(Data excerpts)
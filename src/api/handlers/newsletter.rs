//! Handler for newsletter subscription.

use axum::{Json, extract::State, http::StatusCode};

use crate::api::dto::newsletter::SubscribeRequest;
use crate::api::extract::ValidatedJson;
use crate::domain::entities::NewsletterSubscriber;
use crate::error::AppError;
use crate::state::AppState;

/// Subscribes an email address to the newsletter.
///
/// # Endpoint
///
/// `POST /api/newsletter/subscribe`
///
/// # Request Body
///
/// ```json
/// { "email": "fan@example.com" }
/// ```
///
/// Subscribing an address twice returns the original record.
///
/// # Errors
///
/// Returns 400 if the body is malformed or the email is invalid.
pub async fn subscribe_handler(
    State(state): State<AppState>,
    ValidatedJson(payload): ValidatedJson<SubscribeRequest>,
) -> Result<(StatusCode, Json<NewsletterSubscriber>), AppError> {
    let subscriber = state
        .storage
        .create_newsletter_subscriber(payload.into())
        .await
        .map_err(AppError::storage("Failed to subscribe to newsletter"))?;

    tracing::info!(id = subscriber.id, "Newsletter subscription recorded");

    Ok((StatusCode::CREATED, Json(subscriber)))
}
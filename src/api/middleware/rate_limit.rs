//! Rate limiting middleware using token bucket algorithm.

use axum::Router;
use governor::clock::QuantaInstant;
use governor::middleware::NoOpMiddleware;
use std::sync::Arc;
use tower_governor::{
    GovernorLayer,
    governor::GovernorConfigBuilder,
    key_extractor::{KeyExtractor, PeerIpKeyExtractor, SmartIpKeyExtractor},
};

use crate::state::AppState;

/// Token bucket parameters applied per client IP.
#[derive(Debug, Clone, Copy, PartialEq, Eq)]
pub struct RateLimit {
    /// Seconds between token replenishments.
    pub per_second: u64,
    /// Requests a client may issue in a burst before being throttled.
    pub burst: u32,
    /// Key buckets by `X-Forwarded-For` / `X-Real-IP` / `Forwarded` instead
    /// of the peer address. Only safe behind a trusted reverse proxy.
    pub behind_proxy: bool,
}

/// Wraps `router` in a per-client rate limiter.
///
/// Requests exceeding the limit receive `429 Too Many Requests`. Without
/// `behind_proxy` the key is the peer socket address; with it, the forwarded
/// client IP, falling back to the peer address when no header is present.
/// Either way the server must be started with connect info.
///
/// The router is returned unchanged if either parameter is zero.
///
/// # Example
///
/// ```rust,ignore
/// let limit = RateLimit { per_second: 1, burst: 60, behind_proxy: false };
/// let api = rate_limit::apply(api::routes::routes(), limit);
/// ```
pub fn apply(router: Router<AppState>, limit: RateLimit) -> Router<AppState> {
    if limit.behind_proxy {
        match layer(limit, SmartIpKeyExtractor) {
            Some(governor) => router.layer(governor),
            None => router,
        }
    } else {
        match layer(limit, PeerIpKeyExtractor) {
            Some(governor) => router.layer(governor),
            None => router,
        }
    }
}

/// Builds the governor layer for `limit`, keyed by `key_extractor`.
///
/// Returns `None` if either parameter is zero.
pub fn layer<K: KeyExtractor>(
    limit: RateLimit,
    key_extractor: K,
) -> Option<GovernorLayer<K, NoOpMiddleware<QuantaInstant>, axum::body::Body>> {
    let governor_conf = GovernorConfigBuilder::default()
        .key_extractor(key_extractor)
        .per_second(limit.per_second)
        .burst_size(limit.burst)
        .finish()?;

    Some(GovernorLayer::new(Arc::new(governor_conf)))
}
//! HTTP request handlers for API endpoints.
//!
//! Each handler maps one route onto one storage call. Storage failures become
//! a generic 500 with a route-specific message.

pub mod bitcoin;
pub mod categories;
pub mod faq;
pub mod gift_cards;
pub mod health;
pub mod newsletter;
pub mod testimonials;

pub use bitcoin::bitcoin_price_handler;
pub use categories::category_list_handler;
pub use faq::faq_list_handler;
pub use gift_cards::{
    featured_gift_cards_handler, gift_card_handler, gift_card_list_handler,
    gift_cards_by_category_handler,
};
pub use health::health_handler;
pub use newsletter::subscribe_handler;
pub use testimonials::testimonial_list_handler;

Required work — If a line in the entries holds the word "GovernorConfigBuilder", count it. Report the total only.

Exercise result — 2